According to surveys, more than 70 percent of larger companies in Germany have already been affected by cyber attacks. In this context,the number, complexity and professionalism of the attacks are increasing.The business activities of modern companies with a high degree of dependency on IT can be brought to a complete halt (see, for example, the cyber attacks with WannaCry in May 2017 and with NotPetya in June 2017) – with all the consequences related to this. Recent studies show that advanced persistent threats (APTs) target increasingly ever smaller companies. The opinion that is nevertheless still widespread in many companies “Well, nothing has happened so far” might thus result in serious problems if the existing security concepts are not regularly and adequately adjusted to the changed threat situation.
“Cyber security should be given top priority.”
For this reason, the Federal Office for Information Security and ISACA Germany Chapter e.V. decided to jointly develop a practical approach for the assessment of cyber security in companies and government agencies. The “Cyber Security Check” helps to determine the cyber security status based on the cyber security risk assessment (see chapter 4.2, step 2) and thus to respond to current threats from cyberspace effectively.
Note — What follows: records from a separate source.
//! Pseudo-random number generation and distributions.
//!
//! Used for randomized testing and benchmarking of transform sequences.
//! The generator is deterministic given its seed, so a failing sequence can
//! always be replayed.

use core::{array, ops::Range};

use crate::math::angle::{Angle, rads, turns};
use crate::math::float::f32 as fp;
use crate::math::quat::Quat;
use crate::math::vec::{Vec3, Vector, vec3};

//
// Traits and types
//

type DefaultRng = Xorshift64;

/// Trait for generating values sampled from a probability distribution.
pub trait Distrib<R = DefaultRng>: Clone {
    /// The type of the elements of the sample space of `Self`, also called
    /// "outcomes".
    type Sample;

    /// Returns a pseudo-random value sampled from `self`.
    fn sample(&self, rng: &mut R) -> Self::Sample;

    /// Returns an iterator that yields samples from `self`.
    fn iter(&self, rng: R) -> Iter<Self, R> {
        Iter(self.clone(), rng)
    }
}

/// A pseudo-random number generator (PRNG) that uses a [Xorshift algorithm][^1]
/// to generate 64 bits of randomness at a time, represented by a `u64`.
///
/// Xorshift uses only three shifts and three xor operations per generated
/// number. Xorshift64 has a period of 2<sup>64</sup>-1: it yields every
/// number in the interval [1, 2<sup>64</sup>) exactly once before repeating.
///
/// [^1]: Marsaglia, G. (2003). Xorshift RNGs. Journal of Statistical Software,
///     8(14), 1–6. <https://doi.org/10.18637/jss.v008.i14>
#[derive(Copy, Clone, Debug)]
#[repr(transparent)]
pub struct Xorshift64(pub u64);

/// A uniform distribution of values in the given range.
#[derive(Clone, Debug)]
pub struct Uniform<T>(pub Range<T>);

/// A distribution of 3-vectors on the (surface of) the unit sphere.
/// Useful as rotation axes.
#[derive(Copy, Clone, Debug, Default)]
pub struct UnitSphere;

/// A uniform distribution of unit quaternions, that is, of rotations.
#[derive(Copy, Clone, Debug, Default)]
pub struct UnitQuat;

/// Iterator returned by the [Distrib::iter()] method.
pub struct Iter<D, R>(D, R);

//
// Inherent impls
//

impl Xorshift64 {
    /// A random 64-bit prime, used to initialize the generator returned by
    /// [`Xorshift64::default()`].
    pub const DEFAULT_SEED: u64 = 378682147834061;

    /// Returns a new `Xorshift64` seeded by the given number.
    ///
    /// Two `Xorshift64` instances generate the same sequence of pseudo-random
    /// numbers if and only if they were created with the same seed.
    ///
    /// # Examples
    /// ```
    /// # use lockstep_core::math::rand::Xorshift64;
    /// let mut g = Xorshift64::from_seed(123);
    /// assert_eq!(g.next_bits(), 133101616827);
    /// assert_eq!(g.next_bits(), 12690785413091508870);
    /// assert_eq!(g.next_bits(), 7516749944291143043);
    /// ```
    ///
    /// # Panics
    ///
    /// If `seed` equals 0.
    pub fn from_seed(seed: u64) -> Self {
        assert_ne!(seed, 0, "xorshift seed cannot be zero");
        Self(seed)
    }

    /// Returns 64 bits of pseudo-randomness.
    pub fn next_bits(&mut self) -> u64 {
        let Self(x) = self;
        *x ^= *x << 13;
        *x ^= *x >> 7;
        *x ^= *x << 17;
        *x
    }
}

//
// Foreign trait impls
//

impl<D: Distrib> Iterator for Iter<D, DefaultRng> {
    type Item = D::Sample;

    fn next(&mut self) -> Option<Self::Item> {
        Some(self.0.sample(&mut self.1))
    }
}

impl Default for Xorshift64 {
    fn default() -> Self {
        Self::from_seed(Self::DEFAULT_SEED)
    }
}

//
// Local trait impls
//

impl Distrib for Uniform<usize> {
    type Sample = usize;

    /// Returns a uniformly distributed `usize` in the given range.
    fn sample(&self, rng: &mut DefaultRng) -> usize {
        let Range { start, end } = self.0;
        // Modulo bias is negligible for the small ranges used here
        (rng.next_bits() % (end - start) as u64) as usize + start
    }
}

impl Distrib for Uniform<f32> {
    type Sample = f32;

    /// Returns a uniformly distributed `f32` in the given range.
    fn sample(&self, rng: &mut DefaultRng) -> f32 {
        let Range { start, end } = self.0;
        // Bit repr of a random f32 in range 1.0..2.0
        let bits = 127 << 23 | rng.next_bits() >> 41;
        let unit = f32::from_bits(bits as u32) - 1.0;
        unit * (end - start) + start
    }
}

impl Distrib for Uniform<Angle> {
    type Sample = Angle;

    /// Returns a uniformly distributed angle in the given range.
    fn sample(&self, rng: &mut DefaultRng) -> Angle {
        let Range { start, end } = &self.0;
        rads(Uniform(start.to_rads()..end.to_rads()).sample(rng))
    }
}

impl<const N: usize> Distrib for Uniform<[f32; N]> {
    type Sample = [f32; N];

    /// Returns an array of values that represents a uniformly distributed
    /// point within the N-dimensional box bounded by `self.0`.
    fn sample(&self, rng: &mut DefaultRng) -> [f32; N] {
        array::from_fn(|i| Uniform(self.0.start[i]..self.0.end[i]).sample(rng))
    }
}

impl<Sp, const N: usize> Distrib for Uniform<Vector<[f32; N], Sp>> {
    type Sample = Vector<[f32; N], Sp>;

    /// Returns a uniformly distributed vector within the box bounded by
    /// `self.0`.
    fn sample(&self, rng: &mut DefaultRng) -> Self::Sample {
        Uniform(self.0.start.0..self.0.end.0).sample(rng).into()
    }
}

impl Distrib for UnitSphere {
    type Sample = Vec3;

    /// Returns a unit vector. Points are drawn from the unit ball by
    /// rejection, then projected onto the sphere.
    fn sample(&self, rng: &mut DefaultRng) -> Vec3 {
        let d = Uniform([-1.0f32; 3]..[1.0; 3]);
        loop {
            let v = Vec3::from(d.sample(rng));
            if v.len_sqr() <= 1.0 {
                if let Some(n) = v.try_normalize() {
                    return n;
                }
            }
        }
    }
}

impl Distrib for UnitQuat {
    type Sample = Quat;

    /// Returns a uniformly distributed unit quaternion.
    fn sample(&self, rng: &mut DefaultRng) -> Quat {
        // Shoemake, K. (1992). Uniform random rotations.
        let u = Uniform([0.0f32; 3]..[1.0; 3]).sample(rng);
        let (a, b) = (fp::sqrt(1.0 - u[0]), fp::sqrt(u[0]));
        let (s1, c1) = turns(u[1]).sin_cos();
        let (s2, c2) = turns(u[2]).sin_cos();
        Quat::new(b * c2, vec3(a * s1, a * c1, b * s2))
    }
}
Given the relevance and importance of this topic, all levels, i.e. from the executive/senior management of an organisation, information security managers / IT security officers, corporate security managers, IT administrators and IT auditors through to the end users, should be concerned with cyber security. This guide describes the structured implementation of a cyber security check at companies and government agencies and can be used by different roles:
- Accountable Managers who have no security expertise can use this document as an orientation aid and as directions for action if they want to initiate or implement a cyber security check.
- IT security officers and other parties responsible for information security should use this guide in particular to gain an overview of the issue, to look at the security aspects to be assessed and to make
themselves familiar with the procedure to be followed when implementing a cyber security check.
- Auditors and consultants are provided with a practical guide containing specific guidelines and instructions for the implementation of a cyber security check and for the preparation of the report. The standardization of the approach ensures consistent high quality. In addition, it should increase the transparency for companies and government agencies when comparing different offers in the tendering and contracting process of the “Cyber Security Check” service.